2. Built strong relationships with team members. These relationships have proven to be my greatest strengths for this internship because I was able to gain great knowledge and insight from my team members. Everyone of them were willing to help when I needed it. For example, Al Brouilette, although he isn’t in my immediate team, he has spent a great deal of his time and effort in order to provide his help with creating workflows for the BISD Engagement Request Form or providing tips on the best route to take in order to automate the BIDS Sandbox Access Request Process.
3. I have shown a can do, find a way attitude. For example, one of the main changes for the new DataStage SharePoint site that John has requested is the change of the permissions for the Discussion Board SharePoint Group. We realized the permissions for that group was inappropriate when a member of that group accidentally deleted all entries of the Discussion Board. I was determined to find a way to resolve this issue and so I’ve done some research and consulted with Al Brouillette on his thoughts on the issue. After I’ve consulted with Al, I’ve come to realize that there, in fact, is a method to create custom permission level for a group. Using this information, I was able to change the permission level of the Discussion Board Group. Previously, the users of the group were able to add, modify, and delete items. With the new custom permission level, the Discussion Board user may only add and modify their own entries. The cannot delete any entries. This solution will protect from any accidents such as this in the future.
4. Developed compelling and comprehensive plans , while keeping an enterprise view when I have drafted a couple of proposal and requirement documents for certain BIDS processes that needed to be changed . For example, I have created a proposal document to propose a change in the BISD Engagement Request form in an effort to make the BISD team the SPOC for the customer.
Questions to think about:
How will Ford be able to use the work you have done here?
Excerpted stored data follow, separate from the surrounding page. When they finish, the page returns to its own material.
use sea_orm::entity::prelude::*;
use serde::{Deserialize, Serialize};

use super::sex::Sex;

#[sea_orm::model]
#[derive(Clone, Debug, PartialEq, Eq, DeriveEntityModel, Serialize, Deserialize)]
#[sea_orm(table_name = "student")]
pub struct Model {
    #[sea_orm(primary_key)]
    pub id: i32,

    #[sea_orm(unique)]
    pub username: String,
    pub password_hash: String,

    pub name: String,
    pub surname: String,
    pub email: Option<String>,
    pub phone: Option<String>,
    pub address: String,
    pub img: Option<String>,
    pub blood_type: String,
    pub sex: Sex,
    pub birthday: Date,

    pub grade_id: i32,
    #[sea_orm(belongs_to, from = "grade_id", to = "id")]
    pub grade: BelongsTo<super::grade::Entity>,

    pub class_id: i32,
    #[sea_orm(belongs_to, from = "class_id", to = "id")]
    pub class: BelongsTo<super::class::Entity>,

    pub parent_id: i32,
    #[sea_orm(belongs_to, from = "parent_id", to = "id")]
    pub parent: BelongsTo<super::parent::Entity>,

    #[sea_orm(has_many)]
    pub results: HasMany<super::result::Entity>,

    #[sea_orm(has_many)]
    pub attendances: HasMany<super::attendance::Entity>,

    pub created_at: DateTimeUtc,
}

impl ActiveModelBehavior for ActiveModel {}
Think about some criticism for Ford. Things Ford can improve upon. The team can improve upon.
What is one thing you liked better at DTE that could be improved at Ford?
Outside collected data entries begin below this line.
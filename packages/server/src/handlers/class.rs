use axum::Json;
use axum::extract::{Path, Query, State};
use axum::http::StatusCode;
use axum::response::IntoResponse;
use common::{EntityKind, Role};
use sea_orm::*;
use tracing::instrument;

use crate::entity::{class, grade, lesson, student, teacher};
use crate::error::{AppError, ErrorBody};
use crate::extractors::auth::Viewer;
use crate::extractors::json::AppJson;
use crate::models::class::*;
use crate::models::shared::{PAGE_SIZE, Pagination, ci_contains};
use crate::state::AppState;
use crate::utils::scope;

/// Role-scope predicate ANDed into every class read.
fn scope_condition(viewer: &Viewer) -> Condition {
    match viewer.role {
        Role::Admin => Condition::all(),
        Role::Teacher => Condition::all().add(
            Condition::any()
                .add(class::Column::SupervisorId.eq(viewer.user_id))
                .add(
                    class::Column::Id.in_subquery(scope::class_ids_for_teacher(viewer.user_id)),
                ),
        ),
        Role::Student => Condition::all()
            .add(class::Column::Id.in_subquery(scope::class_id_for_student(viewer.user_id))),
        Role::Parent => Condition::all()
            .add(class::Column::Id.in_subquery(scope::class_ids_for_parent(viewer.user_id))),
        Role::None => scope::nothing(),
    }
}

#[utoipa::path(
    post,
    path = "/",
    tag = "Classes",
    operation_id = "createClass",
    summary = "Create a class",
    request_body = CreateClassRequest,
    responses(
        (status = 201, description = "Class created", body = ClassResponse),
        (status = 400, description = "Validation error (VALIDATION_ERROR)", body = ErrorBody),
        (status = 403, description = "Forbidden (PERMISSION_DENIED)", body = ErrorBody),
        (status = 409, description = "Name taken or referenced row missing (CONFLICT)", body = ErrorBody),
    ),
    security(("jwt" = [])),
)]
#[instrument(skip(state, viewer, payload), fields(name = %payload.name))]
pub async fn create_class(
    viewer: Viewer,
    State(state): State<AppState>,
    AppJson(payload): AppJson<CreateClassRequest>,
) -> Result<impl IntoResponse, AppError> {
    viewer.require_create(EntityKind::Class)?;
    validate_create_class(&payload)?;

    let new_class = class::ActiveModel {
        name: Set(payload.name.trim().to_string()),
        capacity: Set(payload.capacity),
        grade_id: Set(payload.grade_id),
        supervisor_id: Set(payload.supervisor_id),
        ..Default::default()
    };

    let model = new_class
        .insert(&state.db)
        .await
        .map_err(AppError::from_write_err)?;

    Ok((StatusCode::CREATED, Json(ClassResponse::from(model))))
}

#[utoipa::path(
    get,
    path = "/",
    tag = "Classes",
    operation_id = "listClasses",
    summary = "List classes",
    description = "One page of classes with their grade level and supervisor name, restricted to the viewer's scope.",
    params(ClassListQuery),
    responses(
        (status = 200, description = "List of classes", body = ClassListResponse),
    ),
    security(("jwt" = [])),
)]
#[instrument(skip(state, viewer, query))]
pub async fn list_classes(
    viewer: Viewer,
    State(state): State<AppState>,
    Query(query): Query<ClassListQuery>,
) -> Result<Json<ClassListResponse>, AppError> {
    let page = Ord::max(query.page.unwrap_or(1), 1);

    let mut select = class::Entity::find()
        .join(JoinType::InnerJoin, class::Relation::Grade.def())
        .join(JoinType::LeftJoin, class::Relation::Supervisor.def())
        .filter(scope_condition(&viewer));

    if let Some(supervisor_id) = query.supervisor_id {
        select = select.filter(class::Column::SupervisorId.eq(supervisor_id));
    }
    if let Some(ref search) = query.search {
        let term = search.trim();
        if !term.is_empty() {
            select = select.filter(ci_contains((class::Entity, class::Column::Name), term));
        }
    }

    let txn = state.db.begin().await?;
    let total = select.clone().count(&txn).await?;
    let data = select
        .order_by_asc(class::Column::Id)
        .select_only()
        .column(class::Column::Id)
        .column(class::Column::Name)
        .column(class::Column::Capacity)
        .column_as(grade::Column::Level, "grade_level")
        .column_as(teacher::Column::Name, "supervisor_name")
        .column_as(teacher::Column::Surname, "supervisor_surname")
        .offset(Some((page - 1) * PAGE_SIZE))
        .limit(Some(PAGE_SIZE))
        .into_model::<ClassListItem>()
        .all(&txn)
        .await?;
    txn.commit().await?;

    Ok(Json(ClassListResponse {
        data,
        pagination: Pagination::new(page, total),
    }))
}

#[utoipa::path(
    get,
    path = "/{id}",
    tag = "Classes",
    operation_id = "getClass",
    summary = "Get a class by ID",
    params(("id" = i32, Path, description = "Class ID")),
    responses(
        (status = 200, description = "Class details", body = ClassResponse),
        (status = 404, description = "Class not found or out of scope (NOT_FOUND)", body = ErrorBody),
    ),
    security(("jwt" = [])),
)]
#[instrument(skip(state, viewer), fields(id))]
pub async fn get_class(
    viewer: Viewer,
    State(state): State<AppState>,
    Path(id): Path<i32>,
) -> Result<Json<ClassResponse>, AppError> {
    let model = class::Entity::find_by_id(id)
        .filter(scope_condition(&viewer))
        .one(&state.db)
        .await?
        .ok_or_else(|| AppError::NotFound("Class not found".into()))?;
    Ok(Json(model.into()))
}

#[utoipa::path(
    patch,
    path = "/{id}",
    tag = "Classes",
    operation_id = "updateClass",
    summary = "Update a class",
    description = "PATCH semantics. `supervisor_id` supports three-state updates: omit to leave unchanged, null to clear, value to set.",
    params(("id" = i32, Path, description = "Class ID")),
    request_body = UpdateClassRequest,
    responses(
        (status = 200, description = "Class updated", body = ClassResponse),
        (status = 400, description = "Validation error (VALIDATION_ERROR)", body = ErrorBody),
        (status = 403, description = "Forbidden (PERMISSION_DENIED)", body = ErrorBody),
        (status = 404, description = "Class not found (NOT_FOUND)", body = ErrorBody),
        (status = 409, description = "Name taken or referenced row missing (CONFLICT)", body = ErrorBody),
    ),
    security(("jwt" = [])),
)]
#[instrument(skip(state, viewer, payload), fields(id))]
pub async fn update_class(
    viewer: Viewer,
    State(state): State<AppState>,
    Path(id): Path<i32>,
    AppJson(payload): AppJson<UpdateClassRequest>,
) -> Result<Json<ClassResponse>, AppError> {
    viewer.require_update(EntityKind::Class)?;
    validate_update_class(&payload)?;

    if payload == UpdateClassRequest::default() {
        let existing = find_class(&state.db, id).await?;
        return Ok(Json(existing.into()));
    }

    let txn = state.db.begin().await?;
    let existing = find_class_for_update(&txn, id).await?;
    let mut active: class::ActiveModel = existing.into();

    if let Some(ref name) = payload.name {
        active.name = Set(name.trim().to_string());
    }
    if let Some(capacity) = payload.capacity {
        active.capacity = Set(capacity);
    }
    if let Some(grade_id) = payload.grade_id {
        active.grade_id = Set(grade_id);
    }
    match payload.supervisor_id {
        Some(Some(supervisor_id)) => active.supervisor_id = Set(Some(supervisor_id)),
        Some(None) => active.supervisor_id = Set(None),
        None => {}
    }

    let model = active.update(&txn).await.map_err(AppError::from_write_err)?;
    txn.commit().await?;

    Ok(Json(model.into()))
}

#[utoipa::path(
    delete,
    path = "/{id}",
    tag = "Classes",
    operation_id = "deleteClass",
    summary = "Delete a class",
    description = "Fails with 409 while the class still has students or lessons.",
    params(("id" = i32, Path, description = "Class ID")),
    responses(
        (status = 204, description = "Class deleted"),
        (status = 403, description = "Forbidden (PERMISSION_DENIED)", body = ErrorBody),
        (status = 404, description = "Class not found (NOT_FOUND)", body = ErrorBody),
        (status = 409, description = "Class still referenced (CONFLICT)", body = ErrorBody),
    ),
    security(("jwt" = [])),
)]
#[instrument(skip(state, viewer), fields(id))]
pub async fn delete_class(
    viewer: Viewer,
    State(state): State<AppState>,
    Path(id): Path<i32>,
) -> Result<impl IntoResponse, AppError> {
    viewer.require_delete(EntityKind::Class)?;

    let txn = state.db.begin().await?;
    find_class_for_update(&txn, id).await?;

    let student_count = student::Entity::find()
        .filter(student::Column::ClassId.eq(id))
        .count(&txn)
        .await?;
    if student_count > 0 {
        return Err(AppError::Conflict(
            "Cannot delete a class with enrolled students".into(),
        ));
    }

    let lesson_count = lesson::Entity::find()
        .filter(lesson::Column::ClassId.eq(id))
        .count(&txn)
        .await?;
    if lesson_count > 0 {
        return Err(AppError::Conflict(
            "Cannot delete a class with scheduled lessons".into(),
        ));
    }

    class::Entity::delete_by_id(id)
        .exec(&txn)
        .await
        .map_err(AppError::from_write_err)?;
    txn.commit().await?;

    Ok(StatusCode::NO_CONTENT)
}

async fn find_class<C: ConnectionTrait>(db: &C, id: i32) -> Result<class::Model, AppError> {
    class::Entity::find_by_id(id)
        .one(db)
        .await?
        .ok_or_else(|| AppError::NotFound("Class not found".into()))
}

async fn find_class_for_update(
    txn: &DatabaseTransaction,
    id: i32,
) -> Result<class::Model, AppError> {
    use sea_orm::sea_query::LockType;
    class::Entity::find_by_id(id)
        .lock(LockType::Update)
        .one(txn)
        .await?
        .ok_or_else(|| AppError::NotFound("Class not found".into()))
}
If I could change one thing about Ford, what would it be?
Some things Ford can improve: The only real complain I have is that I didn’t like cube arrangement as much. If team rooms had windows, or were better arranged a person cube didn’t face the wall, it would make it easier for a person to sit and work there for 8 hours.
If interns could have option to work from home once in a while, I think that would be a great addition. I think that would, in fact, better prepare an intern for the real life job at Ford because there are generally higher expectations and higher supervision by the supervisor when an employee is working from home and it would’ve been great if I could’ve experienced that a couple of times this internship.
What was one of the biggest challenges?
One of my biggest challenges was definitely managing my time wisely and multi tasking. This job called for a lot of that and I am glad it did. I was given many tasks to complete at once all with deadlines. I had to learn how to juggle between tasks and learn how to prioritize in the best way possible that would get the most work completed on time.
What is the most interesting thing I worked on at Ford and why?
The most interesting thing I have worked on at Ford is definitely the Pig & Hive scripts. Programming has always been of interest to me mainly due to the instant results I get. That’s really rewarding.